Ahmad’s framework was built against a GA4 that was still maturing — and it leaned on a Universal Analytics “Better” tier that has since been fully retired — so Act 2 maps each step against current Google documentation to show exactly what the workflow looks like in today’s interface.
Here’s What the Official Docs Show
The BBA framework Ahmad presented is a sound strategic structure, and Act 2 adds a platform-status layer to each step. Two key tools in the stack have changed materially since MozCon 2023 — knowing the current state lets you adapt the methodology rather than set it aside.
Step 1 — Diagnose the measurement problem.
No official documentation was found for this step —
proceed using the video’s approach and verify independently.
Step 2 — The three tiers of the BBA framework.
The “Better” tier is no longer replicable as described. As of March 2026, the Universal Analytics multi-channel funnels help article at support.google.com/analytics/answer/2849230 returns a confirmed 404 — captured across three successive attempts, with a ©2026 Google footer establishing the removal as current, not transient. Universal Analytics was sunset in July 2024. The working replacement is GA4’s Conversion paths report under Advertising → Attribution → Conversion paths.



Steps 3–5 — Video tracking events, scroll depth, and per-market segmentation in GA4.
No official documentation was found for these steps —
proceed using the video’s approach and verify independently.
The GA4 help article at support.google.com/analytics/answer/10089681 and the analytics.google.com interface both sit behind Google Account authentication. Six capture attempts — three per URL — returned identical login screens. No Events UI, video tracking configuration, scroll depth views, or per-market reporting could be confirmed against current documentation.


One thing is confirmed: analytics.google.com is live and functional. The Events section Ahmad references is reachable once you’re logged into an account with an active GA4 property.
Step 6 — Conversion path data for stakeholder buy-in.
No official documentation was found for this step —
proceed using the video’s approach and verify independently.

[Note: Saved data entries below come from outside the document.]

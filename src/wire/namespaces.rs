//! Resolving routers to the network namespaces of their containers.
//!
//! Each router runs in container `emu-real-<idx>`; the runtime records the
//! container's init pid in `<root>/emu-real-<idx>/config.json`. The pid's
//! network namespace is published under `/var/run/netns/<pid>` so that
//! `ip -n <pid>` can reach it.

use std::collections::HashMap;
use std::fs;
use std::io;
use std::os::unix::fs::symlink;
use std::path::{Path, PathBuf};

use log::{debug, warn};
use serde::Deserialize;

use super::{NamespaceHandle, WireError};

pub const DEFAULT_CONTAINER_ROOT: &str = "/opt/lwc/containers";
pub const DEFAULT_NETNS_DIR: &str = "/var/run/netns";

#[derive(Debug, Deserialize)]
struct ContainerState {
    pid: u32,
}

/// Container-runtime lookup of per-router namespace handles
#[derive(Debug, Clone)]
pub struct ContainerNamespaces {
    container_root: PathBuf,
    netns_dir: PathBuf,
}

impl Default for ContainerNamespaces {
    fn default() -> Self {
        Self::new(DEFAULT_CONTAINER_ROOT, DEFAULT_NETNS_DIR)
    }
}

impl ContainerNamespaces {
    pub fn new(container_root: impl Into<PathBuf>, netns_dir: impl Into<PathBuf>) -> Self {
        Self {
            container_root: container_root.into(),
            netns_dir: netns_dir.into(),
        }
    }

    pub fn container_name(idx: u32) -> String {
        format!("emu-real-{idx}")
    }

    fn state_path(&self, idx: u32) -> PathBuf {
        self.container_root
            .join(Self::container_name(idx))
            .join("config.json")
    }

    /// Init pid of the router's container
    pub fn pid_of(&self, idx: u32) -> Result<u32, WireError> {
        let missing = |reason: String| WireError::MissingNamespace { router: idx, reason };
        let path = self.state_path(idx);
        let text = fs::read_to_string(&path)
            .map_err(|e| missing(format!("{}: {e}", path.display())))?;
        let state: ContainerState = serde_json::from_str(&text)
            .map_err(|e| missing(format!("{}: {e}", path.display())))?;
        Ok(state.pid)
    }

    /// Publish the pid's namespace under the netns directory and return its
    /// handle. An existing entry is replaced.
    pub fn resolve(&self, idx: u32) -> Result<NamespaceHandle, WireError> {
        let pid = self.pid_of(idx)?;
        let link = self.netns_dir.join(pid.to_string());
        let target = Path::new("/proc").join(pid.to_string()).join("ns/net");
        publish_link(&target, &link).map_err(|e| WireError::MissingNamespace {
            router: idx,
            reason: format!("linking {} to {}: {e}", link.display(), target.display()),
        })?;
        debug!("router {idx} -> netns {pid}");
        Ok(NamespaceHandle::new(pid.to_string()))
    }

    /// Resolve every router; failures are logged and left out of the map,
    /// so the wirer reports them per link.
    pub fn resolve_all(&self, ids: impl IntoIterator<Item = u32>) -> HashMap<u32, NamespaceHandle> {
        let mut handles = HashMap::new();
        for idx in ids {
            match self.resolve(idx) {
                Ok(handle) => {
                    handles.insert(idx, handle);
                }
                Err(err) => warn!("{err}"),
            }
        }
        handles
    }
}

fn publish_link(target: &Path, link: &Path) -> io::Result<()> {
    if let Some(dir) = link.parent() {
        fs::create_dir_all(dir)?;
    }
    match fs::remove_file(link) {
        Ok(()) => {}
        Err(e) if e.kind() == io::ErrorKind::NotFound => {}
        Err(e) => return Err(e),
    }
    symlink(target, link)
}

#[cfg(test)]
mod tests {
    use super::*;
    use tempfile::tempdir;

    fn write_state(root: &Path, idx: u32, body: &str) {
        let dir = root.join(ContainerNamespaces::container_name(idx));
        fs::create_dir_all(&dir).unwrap();
        fs::write(dir.join("config.json"), body).unwrap();
    }

    #[test]
    fn test_resolve_links_proc_namespace() {
        let root = tempdir().unwrap();
        let netns = tempdir().unwrap();
        write_state(root.path(), 3, r#"{"id": "emu-real-3", "pid": 4242, "status": "running"}"#);

        let namespaces = ContainerNamespaces::new(root.path(), netns.path());
        let handle = namespaces.resolve(3).unwrap();
        assert_eq!(handle.name(), "4242");
        assert_eq!(
            fs::read_link(netns.path().join("4242")).unwrap(),
            PathBuf::from("/proc/4242/ns/net")
        );

        // Resolving again replaces the link.
        assert!(namespaces.resolve(3).is_ok());
    }

    #[test]
    fn test_missing_or_malformed_state() {
        let root = tempdir().unwrap();
        let netns = tempdir().unwrap();
        write_state(root.path(), 2, r#"{"status": "stopped"}"#);
        let namespaces = ContainerNamespaces::new(root.path(), netns.path());

        assert!(matches!(namespaces.pid_of(1), Err(WireError::MissingNamespace { router: 1, .. })));
        assert!(matches!(namespaces.pid_of(2), Err(WireError::MissingNamespace { router: 2, .. })));

        write_state(root.path(), 1, r#"{"pid": 77}"#);
        let handles = namespaces.resolve_all([1, 2]);
        assert_eq!(handles.len(), 1);
        assert_eq!(handles[&1].name(), "77");
    }
}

Steps 7–9 — Per-market behavioral analysis methodology.
No official documentation was found for these steps —
proceed using the video’s approach and verify independently.

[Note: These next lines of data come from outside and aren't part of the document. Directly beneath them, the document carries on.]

//! Blueprint generation dispatch over [`TopologyKind`].

use log::info;
use rand::rngs::StdRng;
use rand::SeedableRng;

use crate::config::GeneratorConfig;
use crate::error::{Result, TopoError};
use crate::gml_parser::parse_gml_file;
use crate::topology::blueprint::{Blueprint, BlueprintBuilder};
use crate::topology::fattree::FatTree;
use crate::topology::graph::Graph;
use crate::topology::types::TopologyKind;

/// Builds blueprints for every supported topology family.
///
/// Generation is single-threaded and deterministic: the same kind, config
/// and seed always yield the same blueprint.
#[derive(Debug, Clone, Default)]
pub struct BlueprintGenerator {
    config: GeneratorConfig,
}

impl BlueprintGenerator {
    pub fn new(config: GeneratorConfig) -> Self {
        Self { config }
    }

    pub fn config(&self) -> &GeneratorConfig {
        &self.config
    }

    pub fn generate(&self, kind: &TopologyKind) -> Result<Blueprint> {
        match kind {
            TopologyKind::FatTree { k } => FatTree::new(*k)?.generate(&self.config),
            TopologyKind::TopoZoo { name } => {
                let graph = self.load_graph(name)?;
                self.address_graph(&graph)
            }
            TopologyKind::DupZoo { name, copies } => {
                let seed_graph = self.load_graph(name)?;
                let mut rng = StdRng::seed_from_u64(self.config.seed);
                let graph = seed_graph.replicate(*copies, &mut rng)?;
                self.address_graph(&graph)
            }
        }
    }

    fn load_graph(&self, name: &str) -> Result<Graph> {
        let path = self.config.gml_path(name);
        if !path.is_file() {
            return Err(TopoError::TopologyNotFound(path));
        }
        info!("Reading topology from {}", path.display());
        let gml = parse_gml_file(&path)?;
        Graph::from_gml(&gml)
    }

    /// Address an arbitrary connected graph. AS numbers are `base_as + idx`
    /// and every node originates `wan_prefixes_per_host` prefixes.
    ///
    /// Connectivity is checked before any pool is touched.
    pub fn address_graph(&self, graph: &Graph) -> Result<Blueprint> {
        graph.check_connected()?;

        let mut routerid_pool = self.config.router_id_pool.pool()?;
        let mut network_pool = self.config.network_pool.pool()?;
        let mut link_pool = self.config.graph_link_pool.pool()?;
        let base_as = self.config.base_as;

        let mut builder =
            BlueprintBuilder::new(graph.node_count(), &mut routerid_pool, |idx| base_as + idx)?;
        for x in graph.nodes() {
            builder.originate(x, self.config.wan_prefixes_per_host, &mut network_pool)?;
        }
        for (x, y) in graph.edges() {
            builder.link(x, y, &mut link_pool)?;
        }

        let blueprint = builder.build()?;
        info!(
            "Generated graph topology: {} routers, {} links",
            blueprint.len(),
            blueprint.link_count()
        );
        Ok(blueprint)
    }
}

Step 10 — Multi-channel funnel conversion path data.
Same platform issue as Step 2. As of March 2026, UA multi-channel funnels are unavailable and undocumented. Use GA4’s Advertising → Attribution → Conversion paths as the direct replacement.
Step 11 — Trust vs. Performance quadrant and Moz Brand Authority.

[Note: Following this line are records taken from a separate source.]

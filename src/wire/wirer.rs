//! Two-phase link wiring over a worker pool.
//!
//! Phase one creates every veth link, one rayon task per router handling the
//! links to its higher-numbered peers in order. Phase two installs the
//! static neighbor entries and reads peer MAC addresses, so it only starts
//! once phase one has returned for every router.

use std::collections::HashMap;
use std::fmt;

use log::{debug, info, warn};
use rayon::prelude::*;

use super::backend::NamespaceBackend;
use super::{NamespaceHandle, WireError};
use crate::topology::{Blueprint, Neighbor, Router};

/// One unit of wiring work
#[derive(Debug, Clone, Copy, PartialEq, Eq, Hash)]
pub enum Operation {
    /// The veth link between `x` and `y` (`x < y`)
    Link { x: u32, y: u32 },
    /// The neighbor entry on `router` for `peer`
    StaticNeighbor { router: u32, peer: u32 },
}

impl fmt::Display for Operation {
    fn fmt(&self, f: &mut fmt::Formatter<'_>) -> fmt::Result {
        match self {
            Self::Link { x, y } => write!(f, "link {x} <-> {y}"),
            Self::StaticNeighbor { router, peer } => write!(f, "neighbor {router} -> {peer}"),
        }
    }
}

#[derive(Debug)]
pub struct OperationResult {
    pub operation: Operation,
    pub outcome: Result<(), WireError>,
}

impl OperationResult {
    pub fn is_ok(&self) -> bool {
        self.outcome.is_ok()
    }
}

/// Outcome of both wiring phases
#[derive(Debug, Default)]
pub struct WireReport {
    pub links: Vec<OperationResult>,
    pub neighbors: Vec<OperationResult>,
}

impl WireReport {
    pub fn failures(&self) -> impl Iterator<Item = &OperationResult> {
        self.links
            .iter()
            .chain(self.neighbors.iter())
            .filter(|r| !r.is_ok())
    }

    pub fn is_success(&self) -> bool {
        self.failures().next().is_none()
    }

    pub fn summary(&self) -> String {
        let ok = |results: &[OperationResult]| results.iter().filter(|r| r.is_ok()).count();
        format!(
            "links {}/{} ok, static neighbors {}/{} ok",
            ok(&self.links),
            self.links.len(),
            ok(&self.neighbors),
            self.neighbors.len()
        )
    }
}

/// Temporary host-side names of a link's veth ends; at most 13 bytes for
/// five-digit router ids, under the 15-byte kernel limit.
pub fn temporary_names(x: u32, y: u32) -> (String, String) {
    (format!("v{x}_{y}a"), format!("v{x}_{y}b"))
}

/// Realizes a blueprint's links through a [`NamespaceBackend`].
///
/// The namespace map must be complete before wiring starts; routers without
/// a handle fail their links with `MissingNamespace`.
pub struct NetworkWirer<'a, B: NamespaceBackend + ?Sized> {
    backend: &'a B,
    namespaces: &'a HashMap<u32, NamespaceHandle>,
}

impl<'a, B: NamespaceBackend + ?Sized> NetworkWirer<'a, B> {
    pub fn new(backend: &'a B, namespaces: &'a HashMap<u32, NamespaceHandle>) -> Self {
        Self { backend, namespaces }
    }

    fn namespace(&self, router: u32) -> Result<&NamespaceHandle, WireError> {
        self.namespaces
            .get(&router)
            .ok_or_else(|| WireError::MissingNamespace {
                router,
                reason: "not in namespace map".to_string(),
            })
    }

    /// Phase one: one veth link per undirected edge, from its lower end.
    pub fn create_links(&self, blueprint: &Blueprint) -> Vec<OperationResult> {
        let results: Vec<OperationResult> = blueprint
            .routers
            .par_iter()
            .flat_map_iter(|router| {
                router
                    .neighbors
                    .iter()
                    .filter(|n| router.idx < n.peeridx)
                    .map(|n| OperationResult {
                        operation: Operation::Link {
                            x: router.idx,
                            y: n.peeridx,
                        },
                        outcome: self.create_link(router, n),
                    })
                    .collect::<Vec<_>>()
            })
            .collect();
        log_phase("link creation", &results);
        results
    }

    fn create_link(&self, router: &Router, neigh: &Neighbor) -> Result<(), WireError> {
        let ns_x = self.namespace(router.idx)?;
        let ns_y = self.namespace(neigh.peeridx)?;
        let (tmp_x, tmp_y) = temporary_names(router.idx, neigh.peeridx);

        self.backend.create_veth(&tmp_x, &tmp_y)?;
        let configured = self
            .configure_end(&tmp_x, ns_x, &neigh.ifname, &neigh.self_cidr())
            .and_then(|()| self.configure_end(&tmp_y, ns_y, &neigh.peerifname, &neigh.peer_cidr()));
        if configured.is_err() {
            self.remove_partial_link(router.idx, neigh, ns_y);
        }
        configured
    }

    /// Delete a half-configured veth pair so that a later run can recreate
    /// it. Removing either end removes both, so the `y` end is looked up
    /// wherever it can be at this point. The `x` end is only tried while it
    /// is still in the host namespace under its temporary name, so an
    /// existing interface that caused a clash is never touched.
    fn remove_partial_link(&self, x: u32, neigh: &Neighbor, ns_y: &NamespaceHandle) {
        let (tmp_x, tmp_y) = temporary_names(x, neigh.peeridx);
        let candidates = [
            (None, tmp_y.as_str()),
            (None, tmp_x.as_str()),
            (Some(ns_y), tmp_y.as_str()),
            (Some(ns_y), neigh.peerifname.as_str()),
        ];
        for (ns, ifname) in candidates {
            match self.backend.delete_link(ns, ifname) {
                Ok(()) => {
                    debug!("link {x} <-> {}: removed partial veth {ifname}", neigh.peeridx);
                    return;
                }
                Err(WireError::NoSuchInterface { .. } | WireError::NamespaceNotFound(_)) => {}
                Err(err) => {
                    warn!("link {x} <-> {}: could not remove {ifname}: {err}", neigh.peeridx);
                    return;
                }
            }
        }
        warn!("link {x} <-> {}: no partial veth left to remove", neigh.peeridx);
    }

    fn configure_end(
        &self,
        tmp: &str,
        ns: &NamespaceHandle,
        ifname: &str,
        cidr: &str,
    ) -> Result<(), WireError> {
        self.backend.move_to_netns(tmp, ns)?;
        self.backend.rename(ns, tmp, ifname)?;
        self.backend.link_up(ns, ifname)?;
        self.backend.addr_add(ns, ifname, cidr)
    }

    /// Phase two: a permanent neighbor entry for every directed neighbor
    /// relation, carrying the peer's live MAC address.
    pub fn install_static_neighbors(&self, blueprint: &Blueprint) -> Vec<OperationResult> {
        let results: Vec<OperationResult> = blueprint
            .routers
            .par_iter()
            .flat_map_iter(|router| {
                router
                    .neighbors
                    .iter()
                    .map(|n| OperationResult {
                        operation: Operation::StaticNeighbor {
                            router: router.idx,
                            peer: n.peeridx,
                        },
                        outcome: self.install_neighbor(router, n),
                    })
                    .collect::<Vec<_>>()
            })
            .collect();
        log_phase("static neighbor installation", &results);
        results
    }

    fn install_neighbor(&self, router: &Router, neigh: &Neighbor) -> Result<(), WireError> {
        let ns_local = self.namespace(router.idx)?;
        let ns_peer = self.namespace(neigh.peeridx)?;
        let lladdr = self.backend.read_lladdr(ns_peer, &neigh.peerifname)?;
        self.backend
            .neigh_replace(ns_local, neigh.neighbor_ip, &lladdr, &neigh.ifname)
    }

    /// Run both phases with a full barrier between them.
    pub fn wire(&self, blueprint: &Blueprint) -> WireReport {
        let links = self.create_links(blueprint);
        let neighbors = self.install_static_neighbors(blueprint);
        WireReport { links, neighbors }
    }
}

fn log_phase(phase: &str, results: &[OperationResult]) {
    let mut failed = 0;
    for result in results {
        if let Err(err) = &result.outcome {
            failed += 1;
            warn!("{}: {}", result.operation, err);
        }
    }
    info!(
        "{phase}: {} ok, {failed} failed",
        results.len() - failed
    );
}

#[cfg(test)]
mod tests {
    use super::*;
    use crate::config::GeneratorConfig;
    use crate::topology::{BlueprintGenerator, Graph};
    use crate::wire::SimulatedBackend;

    fn ring_blueprint(n: u32) -> Blueprint {
        let mut g = Graph::with_nodes(n);
        for u in 1..=n {
            g.add_edge(u, u % n + 1).unwrap();
        }
        BlueprintGenerator::new(GeneratorConfig::default())
            .address_graph(&g)
            .unwrap()
    }

    fn handles(n: u32) -> HashMap<u32, NamespaceHandle> {
        (1..=n)
            .map(|i| (i, NamespaceHandle::new(format!("ns{i}"))))
            .collect()
    }

    #[test]
    fn test_create_links_once_per_edge() {
        let bp = ring_blueprint(4);
        let map = handles(4);
        let sim = SimulatedBackend::with_namespaces(map.values());
        let wirer = NetworkWirer::new(&sim, &map);

        let results = wirer.create_links(&bp);
        assert_eq!(results.len(), 4);
        assert!(results.iter().all(OperationResult::is_ok));
        assert!(sim.host_interface_names().is_empty());

        assert_eq!(sim.interface_names(&map[&1]), vec!["eth1to2", "eth1to4"]);
        let iface = sim.interface(&map[&1], "eth1to2").unwrap();
        assert!(iface.up);
        assert_eq!(iface.addrs, vec!["169.254.1.1/30"]);
        let peer = sim.interface(&map[&2], "eth2to1").unwrap();
        assert_eq!(peer.addrs, vec!["169.254.1.2/30"]);
    }

    #[test]
    fn test_missing_namespace_fails_only_its_links() {
        let bp = ring_blueprint(4);
        let mut map = handles(4);
        map.remove(&3);
        let sim = SimulatedBackend::with_namespaces(map.values());
        let report = NetworkWirer::new(&sim, &map).wire(&bp);

        let failed_links: Vec<Operation> = report
            .links
            .iter()
            .filter(|r| !r.is_ok())
            .map(|r| r.operation)
            .collect();
        assert_eq!(
            failed_links,
            vec![Operation::Link { x: 2, y: 3 }, Operation::Link { x: 3, y: 4 }]
        );
        assert!(report.links.iter().filter(|r| r.is_ok()).count() == 2);
        assert!(!report.is_success());
        // Router 1's entries for 2 and 4 still succeed.
        let ok_neighbors = report.neighbors.iter().filter(|r| r.is_ok()).count();
        assert_eq!(ok_neighbors, 4);
    }

    #[test]
    fn test_interface_clash_is_reported_per_link() {
        let bp = ring_blueprint(3);
        let map = handles(3);
        let sim = SimulatedBackend::with_namespaces(map.values());
        sim.add_interface(&map[&1], "eth1to2").unwrap();

        let results = NetworkWirer::new(&sim, &map).create_links(&bp);
        let failures: Vec<_> = results.iter().filter(|r| !r.is_ok()).collect();
        assert_eq!(failures.len(), 1);
        assert_eq!(failures[0].operation, Operation::Link { x: 1, y: 2 });
        assert!(matches!(failures[0].outcome, Err(WireError::InterfaceExists(_))));
    }

    #[test]
    fn test_failed_link_leaves_nothing_behind() {
        let bp = ring_blueprint(3);
        let map = handles(3);
        let sim = SimulatedBackend::with_namespaces(map.values());
        // Clash on the far end, after the near end is fully configured.
        sim.add_interface(&map[&2], "eth2to1").unwrap();

        let wirer = NetworkWirer::new(&sim, &map);
        let results = wirer.create_links(&bp);
        let failed: Vec<_> = results.iter().filter(|r| !r.is_ok()).collect();
        assert_eq!(failed.len(), 1);
        assert_eq!(failed[0].operation, Operation::Link { x: 1, y: 2 });

        assert!(sim.host_interface_names().is_empty());
        assert_eq!(sim.interface_names(&map[&1]), vec!["eth1to3"]);
        assert_eq!(sim.interface_names(&map[&2]), vec!["eth2to1", "eth2to3"]);
        assert!(sim.interface(&map[&2], "eth2to1").unwrap().addrs.is_empty());

        // Once the stray interface is gone the link can be created again.
        sim.delete_link(Some(&map[&2]), "eth2to1").unwrap();
        let retry = wirer.create_links(&bp);
        assert!(retry.iter().filter(|r| r.operation == Operation::Link { x: 1, y: 2 }).all(|r| r.is_ok()));
        assert!(sim.host_interface_names().is_empty());
    }

    #[test]
    fn test_failed_move_removes_host_ends() {
        let bp = ring_blueprint(3);
        let mut map = handles(3);
        // Handle known to the wirer but missing on the host.
        map.insert(3, NamespaceHandle::new("gone"));
        let present: Vec<_> = (1..=2).map(|i| map[&i].clone()).collect();
        let sim = SimulatedBackend::with_namespaces(&present);

        let results = NetworkWirer::new(&sim, &map).create_links(&bp);
        assert_eq!(results.iter().filter(|r| !r.is_ok()).count(), 2);
        assert!(sim.host_interface_names().is_empty());
        assert_eq!(sim.interface_names(&map[&1]), vec!["eth1to2"]);
        assert_eq!(sim.interface_names(&map[&2]), vec!["eth2to1"]);
    }

    #[test]
    fn test_temporary_names_fit_kernel_limit() {
        let (a, b) = temporary_names(99_999, 99_998);
        assert!(a.len() <= 15 && b.len() <= 15);
        assert_ne!(a, b);
    }
}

The Moz platform has shifted significantly since MozCon 2023. Brand Authority is no longer surfaced as a primary product feature. Current navigation presents seven solution tabs — SEO, SEO at Scale, AI Visibility, Content Marketing, Digital PR, Local Marketing, and Custom Data — with an AI Visibility Dashboard (Beta) as the lead offering. That dashboard tracks brand presence in AI-generated results, a capability distinct from Brand Authority and not a substitute for the Trust vs. Performance quadrant Ahmad describes. Verify Brand Authority’s current availability directly with Moz before building this step into a client workflow.



Useful Links
- Introducing the next generation of Analytics, Google Analytics — Analytics Help — GA4 product overview article; full content requires Google Account authentication to access.
- Google Analytics — Live GA4 reporting interface; Events and Conversion paths are accessible only after login with an active GA4 property.
- Universal Analytics multi-channel funnels — Analytics Help — Formerly the documentation for the UA “Better” tier feature referenced in the BBA framework; returns a 404 as of March 2026 following the Universal Analytics sunset.
- Moz — SEO Software for Smarter Marketing — Current Moz platform homepage, now leading with an AI Visibility Dashboard (Beta); product positioning has evolved substantially since the MozCon 2023 talk.